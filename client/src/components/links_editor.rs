//! Editable list of `{label, url}` links for profile records.

use leptos::prelude::*;

use content::profile::{add_link, remove_link, update_link};
use content::{Link, LinkField};

/// Rows are keyed by index and read their values reactively, so typing in
/// one row does not rebuild the inputs.
#[component]
pub fn LinksEditor(#[prop(into)] links: Signal<Vec<Link>>, on_change: Callback<Vec<Link>>) -> impl IntoView {
    let field_value = move |index: usize, field: LinkField| {
        links.with(|all| {
            all.get(index)
                .map(|link| match field {
                    LinkField::Label => link.label.clone(),
                    LinkField::Url => link.url.clone(),
                })
                .unwrap_or_default()
        })
    };
    let edit = move |index: usize, field: LinkField, value: String| {
        on_change.run(update_link(&links.get_untracked(), index, field, &value));
    };

    view! {
        <fieldset class="links-editor">
            <legend>"Links"</legend>
            <For each=move || 0..links.with(Vec::len) key=|index| *index let:index>
                <div class="links-editor__row">
                    <input
                        class="field__input"
                        type="text"
                        placeholder="Label"
                        prop:value=move || field_value(index, LinkField::Label)
                        on:input=move |ev| edit(index, LinkField::Label, event_target_value(&ev))
                    />
                    <input
                        class="field__input"
                        type="url"
                        placeholder="https://"
                        prop:value=move || field_value(index, LinkField::Url)
                        on:input=move |ev| edit(index, LinkField::Url, event_target_value(&ev))
                    />
                    <button
                        type="button"
                        class="btn btn--danger"
                        on:click=move |_| on_change.run(remove_link(&links.get_untracked(), index))
                    >
                        "Remove"
                    </button>
                </div>
            </For>
            <button type="button" class="btn" on:click=move |_| on_change.run(add_link(&links.get_untracked()))>
                "+ Add link"
            </button>
        </fieldset>
    }
}
//! Live article preview pane.

use leptos::prelude::*;

use content::Document;
use content::preview::{ArticlePreview, MarkupStyle, PreviewBlock, article_preview};

fn render_block(block: PreviewBlock) -> AnyView {
    match block {
        PreviewBlock::Markup { style: MarkupStyle::Paragraph, html, .. } => {
            view! { <div class="preview__text" inner_html=html></div> }.into_any()
        }
        PreviewBlock::Markup { style: MarkupStyle::Subheading, html, .. } => {
            view! { <h4 class="preview__subheading" inner_html=html></h4> }.into_any()
        }
        PreviewBlock::Markup { style: MarkupStyle::Quote, html, .. } => {
            view! { <blockquote class="preview__quote" inner_html=html></blockquote> }.into_any()
        }
        PreviewBlock::Image { url, .. } => view! { <img class="preview__image" src=url alt="" /> }.into_any(),
        PreviewBlock::Video { url, .. } => view! {
            <iframe class="preview__video" src=url allowfullscreen=true title="video"></iframe>
        }
        .into_any(),
    }
}

fn render(plan: ArticlePreview) -> impl IntoView {
    let ArticlePreview { category, title, subtitle, hero_url, excerpt, tags, sections } = plan;
    view! {
        <article class="preview">
            {category.map(|c| view! { <span class="preview__category">{c}</span> })}
            {title.map(|t| view! { <h1 class="preview__title">{t}</h1> })}
            {subtitle.map(|s| view! { <h2 class="preview__subtitle">{s}</h2> })}
            {hero_url.map(|url| view! { <img class="preview__hero" src=url alt="" /> })}
            {excerpt.map(|e| view! { <p class="preview__excerpt">{e}</p> })}
            {(!tags.is_empty())
                .then(|| {
                    view! {
                        <div class="preview__tags">
                            {tags.into_iter().map(|tag| view! { <span class="tag">{tag}</span> }).collect_view()}
                        </div>
                    }
                })}
            {sections
                .into_iter()
                .map(|section| {
                    view! {
                        <section class="preview__section">
                            {section.title.map(|t| view! { <h3 class="preview__section-title">{t}</h3> })}
                            {section.blocks.into_iter().map(render_block).collect_view()}
                        </section>
                    }
                })
                .collect_view()}
        </article>
    }
}

/// Re-renders from the document on every change.
#[component]
pub fn ArticlePreviewPane(#[prop(into)] document: Signal<Document>) -> impl IntoView {
    view! { <div class="preview-pane">{move || document.with(|doc| render(article_preview(doc)))}</div> }
}
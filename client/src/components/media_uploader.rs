//! File input that uploads picked files one at a time.
//!
//! SYSTEM CONTEXT
//! ==============
//! Used standalone on the media library page and inside the media picker.
//! Uploads are scoped to an article when `article_id` is given. Every
//! uploaded file is also recorded in the local media store.

use leptos::prelude::*;

use content::MediaEntry;

use crate::state::upload::UploadQueue;
use crate::util::resource::PageContext;

#[component]
pub fn MediaUploader(
    #[prop(into, default = None)] article_id: Option<String>,
    on_uploaded: Callback<Vec<MediaEntry>>,
) -> impl IntoView {
    let queue = RwSignal::new(UploadQueue::default());
    let ctx = PageContext::expect();

    let on_files = move |ev: leptos::ev::Event| {
        #[cfg(feature = "hydrate")]
        {
            let input = event_target::<web_sys::HtmlInputElement>(&ev);
            let files: Vec<web_sys::File> = input
                .files()
                .map(|list| (0..list.length()).filter_map(|i| list.get(i)).collect())
                .unwrap_or_default();
            input.set_value("");
            if !files.is_empty() && !queue.with_untracked(UploadQueue::is_busy) {
                upload_all(&ctx, queue, files, article_id.clone(), on_uploaded);
            }
        }
        #[cfg(not(feature = "hydrate"))]
        let _ = (ev, &ctx, &article_id, on_uploaded);
    };

    view! {
        <div class="uploader">
            <label class="field">
                <span class="field__label">"Upload media"</span>
                <input
                    type="file"
                    multiple
                    accept="image/*,video/*"
                    disabled=move || queue.with(UploadQueue::is_busy)
                    on:change=on_files
                />
            </label>
            {move || queue.with(|q| q.progress_label().map(|label| view! { <p class="uploader__progress">{label}</p> }))}
            {move || queue.with(|q| q.failure().map(|message| view! { <p class="uploader__error">{message.to_owned()}</p> }))}
            <ul class="uploader__queue">
                {move || {
                    queue
                        .get()
                        .items
                        .into_iter()
                        .map(|item| {
                            view! {
                                <li class="uploader__item">
                                    <span>{item.name}</span>
                                    <span class="uploader__status">{item.status.label().to_owned()}</span>
                                </li>
                            }
                        })
                        .collect_view()
                }}
            </ul>
        </div>
    }
}

#[cfg(feature = "hydrate")]
fn upload_all(
    ctx: &PageContext,
    queue: RwSignal<UploadQueue>,
    files: Vec<web_sys::File>,
    article_id: Option<String>,
    on_uploaded: Callback<Vec<MediaEntry>>,
) {
    use crate::net::api;
    use crate::net::types::UploadInfo;
    use crate::state::upload::NO_FILE_INFO;
    use crate::util::media_store;

    let cfg = ctx.cfg.clone();
    queue.set(UploadQueue::new(files.iter().map(web_sys::File::name)));

    leptos::task::spawn_local(async move {
        let mut uploaded = Vec::new();
        for (index, file) in files.iter().enumerate() {
            if queue.with_untracked(UploadQueue::next) != Some(index) {
                break;
            }
            queue.update(|q| q.start(index));
            match api::upload_file(&cfg, article_id.as_deref(), file).await {
                Ok(body) => match UploadInfo::from_response(&body) {
                    Some(info) => {
                        let entry = info.into_entry(&file.name(), &file.type_());
                        media_store::add(entry.clone());
                        uploaded.push(entry);
                        queue.update(|q| q.complete(index));
                    }
                    None => queue.update(|q| q.fail(index, NO_FILE_INFO)),
                },
                Err(e) => {
                    leptos::logging::warn!("upload {} failed: {e}", file.name());
                    queue.update(|q| q.fail(index, e.to_string()));
                }
            }
        }
        if !uploaded.is_empty() {
            on_uploaded.run(uploaded);
        }
    });
}
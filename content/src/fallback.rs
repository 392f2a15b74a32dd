//! Ordered fallback resolution for optional display values.
//!
//! Several screens resolve one value from a fixed list of optional sources,
//! e.g. a profile image is "the pick made in this session, else the stored
//! URL, else the URL of the nested server object". The order is policy and
//! lives in the caller; this module only picks the first usable candidate.

#[cfg(test)]
#[path = "fallback_test.rs"]
mod fallback_test;

/// Non-blank text, or `None`.
pub fn present(value: Option<&str>) -> Option<&str> {
    value.filter(|v| !v.trim().is_empty())
}

/// First candidate that is present and non-blank.
pub fn first_present<'a, I>(candidates: I) -> Option<&'a str>
where
    I: IntoIterator<Item = Option<&'a str>>,
{
    candidates.into_iter().find_map(present)
}
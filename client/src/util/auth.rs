//! Shared auth helpers.
//!
//! SYSTEM CONTEXT
//! ==============
//! `App` resolves the stored token once at startup (`init_session`); every
//! protected page installs the same unauthenticated redirect.

#[cfg(test)]
#[path = "auth_test.rs"]
mod auth_test;

use leptos::prelude::*;
use leptos_router::NavigateOptions;

use crate::net::api::{self, ApiConfig};
use crate::net::types::User;
use crate::state::auth::AuthState;
use crate::util::storage;

/// Redirect only after the stored-token check finished without a user.
pub fn should_redirect_unauth(state: &AuthState) -> bool {
    !state.loading && state.user.is_none()
}

/// Redirect to `/login` whenever auth has loaded and no user is present.
pub fn install_unauth_redirect<F>(auth: RwSignal<AuthState>, navigate: F)
where
    F: Fn(&str, NavigateOptions) + Clone + 'static,
{
    Effect::new(move || {
        if should_redirect_unauth(&auth.get()) {
            navigate("/login", NavigateOptions::default());
        }
    });
}

/// Resolve the stored token to a user. No token, or a rejected one, ends
/// signed out; a rejected token is cleared.
pub fn init_session(auth: RwSignal<AuthState>, cfg: ApiConfig) {
    if storage::load_token().is_none() {
        auth.set(AuthState::signed_out());
        return;
    }
    leptos::task::spawn_local(async move {
        match api::current_user(&cfg).await {
            Ok(user) => auth.set(AuthState::signed_in(user)),
            Err(e) => {
                leptos::logging::warn!("session restore failed: {e}");
                storage::clear_token();
                auth.set(AuthState::signed_out());
            }
        }
    });
}

/// Store a fresh login. The response user is used when present, otherwise
/// `/user/me` is asked.
pub async fn complete_login(auth: RwSignal<AuthState>, cfg: &ApiConfig, token: &str, user: Option<User>) {
    storage::save_token(token);
    let user = match user {
        Some(user) => Some(user),
        None => api::current_user(cfg).await.ok(),
    };
    auth.set(user.map_or_else(AuthState::signed_out, AuthState::signed_in));
}

/// Clear the token and profile.
pub fn logout(auth: RwSignal<AuthState>) {
    storage::clear_token();
    auth.set(AuthState::signed_out());
}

■ ■ ■ ■ ■

Find all lines in the records that hold the word "storage". Copy them.

▶ Written reply
use crate::util::storage;
    if storage::load_token().is_none() {
                storage::clear_token();
    storage::save_token(token);
    storage::clear_token();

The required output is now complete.